Every line from the first one in the listing down to the line with "fn remove_all_markers(&mut self);" should be restated word for word.

Segment Open

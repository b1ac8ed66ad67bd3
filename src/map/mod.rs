//! Map rendering collaborators
//!
//! This module provides:
//! - The [`MapSurface`] and [`CardPanel`] traits the pipeline renders through
//! - Marker and heat-overlay values handed to the surface
//! - [`MapSession`], the single owner of markers, overlay and invocation generation
//! - A terminal renderer and a snapshot renderer used by the HTTP service

pub mod session;
pub mod snapshot;
pub mod terminal;

use serde::{Deserialize, Serialize};

use crate::config::OverlayConfig;
use crate::models::{Coordinate, NearbyPlace, WeatherSample};

pub use session::{Generation, MapSession};
pub use snapshot::{MapSnapshot, SnapshotSurface};
pub use terminal::TerminalSurface;

/// Marker, viewport and overlay operations of a map widget
pub trait MapSurface: Send {
    fn set_view(&mut self, center: Coordinate, zoom: u8);
    fn add_marker(&mut self, marker: &Marker);
    fn remove_all_markers(&mut self);
    fn set_heat_overlay(&mut self, overlay: &HeatOverlay);
    fn remove_heat_overlay(&mut self);
}

/// Weather card rendering next to the map
pub trait CardPanel: Send {
    fn show_main(&mut self, name: &str, weather: &WeatherSample);
    fn push_nearby(&mut self, place: &NearbyPlace, weather: &WeatherSample);
    fn clear_nearby(&mut self);
    fn show_error(&mut self, message: &str);
}

/// A color-coded circle marker with a popup
#[derive(Debug, Clone, PartialEq, Serialize, Deserialize)]
pub struct Marker {
    pub coordinate: Coordinate,
    pub color: String,
    pub popup: String,
}

impl Marker {
    /// Marker colored by temperature class, popup "{title} - {temp}°C"
    #[must_use]
    pub fn for_weather(coordinate: Coordinate, title: &str, weather: &WeatherSample) -> Self {
        Self {
            coordinate,
            color: weather.temperature_class().marker_color().to_string(),
            popup: format!("{} - {}", title, weather.format_temperature()),
        }
    }
}

/// One overlay point; the weight is the temperature in Celsius
#[derive(Debug, Clone, Copy, PartialEq, Serialize, Deserialize)]
pub struct HeatPoint {
    pub latitude: f64,
    pub longitude: f64,
    pub weight: f64,
}

impl HeatPoint {
    /// `[lat, lng, weight]` as heat-layer widgets expect it
    #[must_use]
    pub fn as_triple(&self) -> [f64; 3] {
        [self.latitude, self.longitude, self.weight]
    }

    /// Weight scaled into [0, 1] against the overlay maximum
    #[must_use]
    pub fn intensity(&self, max_temperature: f64) -> f64 {
        if max_temperature <= 0.0 {
            return 0.0;
        }
        (self.weight / max_temperature).clamp(0.0, 1.0)
    }
}

/// A batch of heat points plus rendering options
#[derive(Debug, Clone, PartialEq, Serialize, Deserialize)]
pub struct HeatOverlay {
    pub points: Vec<HeatPoint>,
    pub options: OverlayConfig,
}

impl HeatOverlay {
    #[must_use]
    pub fn new<'a>(
        points: impl IntoIterator<Item = (Coordinate, &'a WeatherSample)>,
        options: OverlayConfig,
    ) -> Self {
        Self {
            points: points
                .into_iter()
                .map(|(coordinate, weather)| HeatPoint {
                    latitude: coordinate.latitude,
                    longitude: coordinate.longitude,
                    weight: weather.temperature,
                })
                .collect(),
            options,
        }
    }

    /// Gradient color for a point, nearest stop at or below its intensity
    #[must_use]
    pub fn color_for(&self, point: &HeatPoint) -> Option<&str> {
        let intensity = point.intensity(self.options.max_temperature);
        self.options
            .gradient
            .iter()
            .filter(|(stop, _)| *stop <= intensity)
            .max_by(|a, b| a.0.total_cmp(&b.0))
            .map(|(_, color)| color.as_str())
    }
}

Segment Closed

• Expected output:
repository b1ac8ed66ad67bd3
filename src/map/mod.rs
//! Map rendering collaborators
//!
//! This module provides:
//! - The [`MapSurface`] and [`CardPanel`] traits the pipeline renders through
//! - Marker and heat-overlay values handed to the surface
//! - [`MapSession`], the single owner of markers, overlay and invocation generation
//! - A terminal renderer and a snapshot renderer used by the HTTP service

pub mod session;
pub mod snapshot;
pub mod terminal;

use serde::{Deserialize, Serialize};

use crate::config::OverlayConfig;
use crate::models::{Coordinate, NearbyPlace, WeatherSample};

pub use session::{Generation, MapSession};
pub use snapshot::{MapSnapshot, SnapshotSurface};
pub use terminal::TerminalSurface;

/// Marker, viewport and overlay operations of a map widget
pub trait MapSurface: Send {
    fn set_view(&mut self, center: Coordinate, zoom: u8);
    fn add_marker(&mut self, marker: &Marker);
    fn remove_all_markers(&mut self);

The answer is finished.